— PROBLEM STATEMENT —
Only lines containing "match" are wanted from the data below. Copy those lines.

— INPUT FOR THIS TASK —
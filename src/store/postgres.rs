//! Postgres adapter
//!
//! Row locks are `SELECT ... FOR UPDATE` inside a sqlx transaction; balance
//! writes additionally check the stored version.

use async_trait::async_trait;
use sqlx::postgres::PgRow;
use sqlx::{PgPool, Postgres, Row, Transaction};
use uuid::Uuid;

use crate::domain::{
    Account, Balance, Currency, NewTransaction, Page, PageRequest, Privilege, SortDirection,
    TopUpLog, TransactionRecord,
};

use super::{LedgerStore, StoreError, UnitOfWork};

const ACCOUNT_COLUMNS: &str =
    "id, owner_id, currency, balance, iban, swift_code, version, created_at";

const TRANSACTION_COLUMNS: &str = "id, initiator_id, from_account_id, to_account_id, type, status, \
     amount_from, currency_from, amount_to, currency_to, fx_rate, external_ref, description, created_at";

/// Ledger store backed by a Postgres pool
#[derive(Debug, Clone)]
pub struct PgLedgerStore {
    pool: PgPool,
}

impl PgLedgerStore {
    pub fn new(pool: PgPool) -> Self {
        Self { pool }
    }

    pub fn pool(&self) -> &PgPool {
        &self.pool
    }

    async fn page_transactions(
        &self,
        filter: &str,
        key: Uuid,
        page: PageRequest,
    ) -> Result<Page<TransactionRecord>, StoreError> {
        let page = page.normalized();

        let total: i64 = sqlx::query_scalar(&format!("SELECT COUNT(*) FROM transactions WHERE {}", filter))
            .bind(key)
            .fetch_one(&self.pool)
            .await?;

        let order = match page.direction {
            SortDirection::Asc => "ASC",
            SortDirection::Desc => "DESC",
        };
        let sql = format!(
            "SELECT {} FROM transactions WHERE {} ORDER BY id {} LIMIT $2 OFFSET $3",
            TRANSACTION_COLUMNS, filter, order
        );

        let rows = sqlx::query(&sql)
            .bind(key)
            .bind(page.size as i64)
            .bind(page.offset() as i64)
            .fetch_all(&self.pool)
            .await?;

        let content = rows
            .iter()
            .map(transaction_from_row)
            .collect::<Result<Vec<_>, _>>()?;

        Ok(Page::new(content, page, total.max(0) as u64))
    }
}

#[async_trait]
impl LedgerStore for PgLedgerStore {
    async fn begin(&self) -> Result<Box<dyn UnitOfWork>, StoreError> {
        let tx = self.pool.begin().await?;
        Ok(Box::new(PgUnitOfWork { tx: Some(tx) }))
    }

    async fn find_account(&self, id: Uuid) -> Result<Option<Account>, StoreError> {
        let row = sqlx::query(&format!("SELECT {} FROM accounts WHERE id = $1", ACCOUNT_COLUMNS))
            .bind(id)
            .fetch_optional(&self.pool)
            .await?;

        row.as_ref().map(account_from_row).transpose()
    }

    async fn find_account_by_iban(&self, iban: &str) -> Result<Option<Account>, StoreError> {
        let row = sqlx::query(&format!("SELECT {} FROM accounts WHERE iban = $1", ACCOUNT_COLUMNS))
            .bind(iban)
            .fetch_optional(&self.pool)
            .await?;

        row.as_ref().map(account_from_row).transpose()
    }

    async fn accounts_by_owner(&self, owner_id: Uuid) -> Result<Vec<Account>, StoreError> {
        let rows = sqlx::query(&format!(
            "SELECT {} FROM accounts WHERE owner_id = $1 ORDER BY created_at, id",
            ACCOUNT_COLUMNS
        ))
        .bind(owner_id)
        .fetch_all(&self.pool)
        .await?;

        rows.iter().map(account_from_row).collect()
    }

    async fn iban_exists(&self, iban: &str) -> Result<bool, StoreError> {
        let exists: bool = sqlx::query_scalar("SELECT EXISTS (SELECT 1 FROM accounts WHERE iban = $1)")
            .bind(iban)
            .fetch_one(&self.pool)
            .await?;
        Ok(exists)
    }

    async fn insert_account(&self, account: &Account) -> Result<(), StoreError> {
        sqlx::query(
            r#"
            INSERT INTO accounts (id, owner_id, currency, balance, iban, swift_code, version, created_at)
            VALUES ($1, $2, $3, $4, $5, $6, $7, $8)
            "#,
        )
        .bind(account.id)
        .bind(account.owner_id)
        .bind(account.currency.code())
        .bind(account.balance.value())
        .bind(&account.iban)
        .bind(&account.swift_code)
        .bind(account.version)
        .bind(account.created_at)
        .execute(&self.pool)
        .await
        .map_err(|e| unique_or_database(e, &account.iban))?;

        Ok(())
    }

    async fn find_top_up(&self, session_id: &str) -> Result<Option<TopUpLog>, StoreError> {
        let row = sqlx::query(
            r#"
            SELECT session_id, account_id, amount_paid, paid_currency,
                   amount_credited, credited_currency, processed_at
            FROM top_up_logs
            WHERE session_id = $1
            "#,
        )
        .bind(session_id)
        .fetch_optional(&self.pool)
        .await?;

        row.as_ref().map(top_up_from_row).transpose()
    }

    async fn transactions_by_initiator(
        &self,
        user_id: Uuid,
        page: PageRequest,
    ) -> Result<Page<TransactionRecord>, StoreError> {
        self.page_transactions("initiator_id = $1", user_id, page).await
    }

    async fn transactions_by_account(
        &self,
        account_id: Uuid,
        page: PageRequest,
    ) -> Result<Page<TransactionRecord>, StoreError> {
        self.page_transactions("(from_account_id = $1 OR to_account_id = $1)", account_id, page)
            .await
    }

    async fn privileges(&self, user_id: Uuid) -> Result<Vec<Privilege>, StoreError> {
        let names: Vec<String> = sqlx::query_scalar(
            "SELECT privilege FROM user_privileges WHERE user_id = $1 ORDER BY privilege",
        )
        .bind(user_id)
        .fetch_all(&self.pool)
        .await?;

        names
            .iter()
            .map(|name| name.parse::<Privilege>().map_err(StoreError::Corrupt))
            .collect()
    }

    async fn has_privilege(&self, user_id: Uuid, privilege: Privilege) -> Result<bool, StoreError> {
        let exists: bool = sqlx::query_scalar(
            "SELECT EXISTS (SELECT 1 FROM user_privileges WHERE user_id = $1 AND privilege = $2)",
        )
        .bind(user_id)
        .bind(privilege.as_str())
        .fetch_one(&self.pool)
        .await?;
        Ok(exists)
    }
}

/// Unit of work over one Postgres transaction. Dropping it rolls back.
pub struct PgUnitOfWork {
    tx: Option<Transaction<'static, Postgres>>,
}

impl PgUnitOfWork {
    fn tx(&mut self) -> Result<&mut Transaction<'static, Postgres>, StoreError> {
        self.tx.as_mut().ok_or(StoreError::Closed)
    }
}

#[async_trait]
impl UnitOfWork for PgUnitOfWork {
    async fn lock_account(&mut self, id: Uuid) -> Result<Option<Account>, StoreError> {
        let tx = self.tx()?;
        let row = sqlx::query(&format!(
            "SELECT {} FROM accounts WHERE id = $1 FOR UPDATE",
            ACCOUNT_COLUMNS
        ))
        .bind(id)
        .fetch_optional(&mut **tx)
        .await?;

        row.as_ref().map(account_from_row).transpose()
    }

    async fn save_account(&mut self, account: &Account, expected_version: i64) -> Result<(), StoreError> {
        let tx = self.tx()?;
        let result = sqlx::query(
            r#"
            UPDATE accounts
            SET balance = $1, version = $2
            WHERE id = $3 AND version = $4
            "#,
        )
        .bind(account.balance.value())
        .bind(account.version)
        .bind(account.id)
        .bind(expected_version)
        .execute(&mut **tx)
        .await?;

        if result.rows_affected() == 0 {
            return Err(StoreError::VersionConflict {
                account_id: account.id,
                expected: expected_version,
            });
        }

        Ok(())
    }

    async fn delete_account(&mut self, id: Uuid) -> Result<(), StoreError> {
        let tx = self.tx()?;
        sqlx::query("DELETE FROM accounts WHERE id = $1")
            .bind(id)
            .execute(&mut **tx)
            .await?;
        Ok(())
    }

    async fn append_transaction(&mut self, new_tx: NewTransaction) -> Result<TransactionRecord, StoreError> {
        let tx = self.tx()?;
        let row = sqlx::query(&format!(
            r#"
            INSERT INTO transactions (
                initiator_id, from_account_id, to_account_id, type, status,
                amount_from, currency_from, amount_to, currency_to,
                fx_rate, external_ref, description
            )
            VALUES ($1, $2, $3, $4, 'SUCCESS', $5, $6, $7, $8, $9, $10, $11)
            RETURNING {}
            "#,
            TRANSACTION_COLUMNS
        ))
        .bind(new_tx.initiator_id)
        .bind(new_tx.from_account_id)
        .bind(new_tx.to_account_id)
        .bind(new_tx.kind.as_str())
        .bind(new_tx.amount_from)
        .bind(new_tx.currency_from.map(|c| c.code()))
        .bind(new_tx.amount_to)
        .bind(new_tx.currency_to.map(|c| c.code()))
        .bind(new_tx.fx_rate)
        .bind(&new_tx.external_ref)
        .bind(&new_tx.description)
        .fetch_one(&mut **tx)
        .await?;

        transaction_from_row(&row)
    }

    async fn insert_top_up(&mut self, log: &TopUpLog) -> Result<bool, StoreError> {
        let tx = self.tx()?;
        // Blocks on a concurrent uncommitted insert of the same key
        let result = sqlx::query(
            r#"
            INSERT INTO top_up_logs (
                session_id, account_id, amount_paid, paid_currency,
                amount_credited, credited_currency, processed_at
            )
            VALUES ($1, $2, $3, $4, $5, $6, $7)
            ON CONFLICT (session_id) DO NOTHING
            "#,
        )
        .bind(&log.session_id)
        .bind(log.account_id)
        .bind(log.amount_paid)
        .bind(log.paid_currency.code())
        .bind(log.amount_credited)
        .bind(log.credited_currency.code())
        .bind(log.processed_at)
        .execute(&mut **tx)
        .await?;

        Ok(result.rows_affected() == 1)
    }

    async fn grant_privilege(&mut self, user_id: Uuid, privilege: Privilege) -> Result<(), StoreError> {
        let tx = self.tx()?;
        sqlx::query("INSERT INTO user_privileges (user_id, privilege) VALUES ($1, $2)")
            .bind(user_id)
            .bind(privilege.as_str())
            .execute(&mut **tx)
            .await
            .map_err(|e| unique_or_database(e, privilege.as_str()))?;
        Ok(())
    }

    async fn commit(&mut self) -> Result<(), StoreError> {
        let tx = self.tx.take().ok_or(StoreError::Closed)?;
        tx.commit().await?;
        Ok(())
    }
}

fn unique_or_database(err: sqlx::Error, what: &str) -> StoreError {
    match &err {
        sqlx::Error::Database(db_err) if db_err.is_unique_violation() => {
            StoreError::UniqueViolation(what.to_string())
        }
        _ => StoreError::Database(err),
    }
}

fn parse_currency(code: &str) -> Result<Currency, StoreError> {
    code.parse::<Currency>()
        .map_err(|e| StoreError::Corrupt(e.to_string()))
}

fn account_from_row(row: &PgRow) -> Result<Account, StoreError> {
    let currency: String = row.try_get("currency")?;
    let balance = Balance::new(row.try_get("balance")?)
        .map_err(|e| StoreError::Corrupt(e.to_string()))?;

    Ok(Account {
        id: row.try_get("id")?,
        owner_id: row.try_get("owner_id")?,
        currency: parse_currency(&currency)?,
        balance,
        iban: row.try_get("iban")?,
        swift_code: row.try_get("swift_code")?,
        version: row.try_get("version")?,
        created_at: row.try_get("created_at")?,
    })
}

fn transaction_from_row(row: &PgRow) -> Result<TransactionRecord, StoreError> {
    let kind: String = row.try_get("type")?;
    let status: String = row.try_get("status")?;
    if status != "SUCCESS" {
        return Err(StoreError::Corrupt(format!("unexpected status {}", status)));
    }
    let currency_from: Option<String> = row.try_get("currency_from")?;
    let currency_to: Option<String> = row.try_get("currency_to")?;

    Ok(TransactionRecord {
        id: row.try_get("id")?,
        initiator_id: row.try_get("initiator_id")?,
        from_account_id: row.try_get("from_account_id")?,
        to_account_id: row.try_get("to_account_id")?,
        kind: kind.parse().map_err(StoreError::Corrupt)?,
        status: crate::domain::TransactionStatus::Success,
        amount_from: row.try_get("amount_from")?,
        currency_from: currency_from.as_deref().map(parse_currency).transpose()?,
        amount_to: row.try_get("amount_to")?,
        currency_to: currency_to.as_deref().map(parse_currency).transpose()?,
        fx_rate: row.try_get("fx_rate")?,
        external_ref: row.try_get("external_ref")?,
        description: row.try_get("description")?,
        created_at: row.try_get("created_at")?,
    })
}

fn top_up_from_row(row: &PgRow) -> Result<TopUpLog, StoreError> {
    let paid: String = row.try_get("paid_currency")?;
    let credited: String = row.try_get("credited_currency")?;

    Ok(TopUpLog {
        session_id: row.try_get("session_id")?,
        account_id: row.try_get("account_id")?,
        amount_paid: row.try_get("amount_paid")?,
        paid_currency: parse_currency(&paid)?,
        amount_credited: row.try_get("amount_credited")?,
        credited_currency: parse_currency(&credited)?,
        processed_at: row.try_get("processed_at")?,
    })
}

— SOLUTION TO THE PROBLEM —
        let order = match page.direction {
    match &err {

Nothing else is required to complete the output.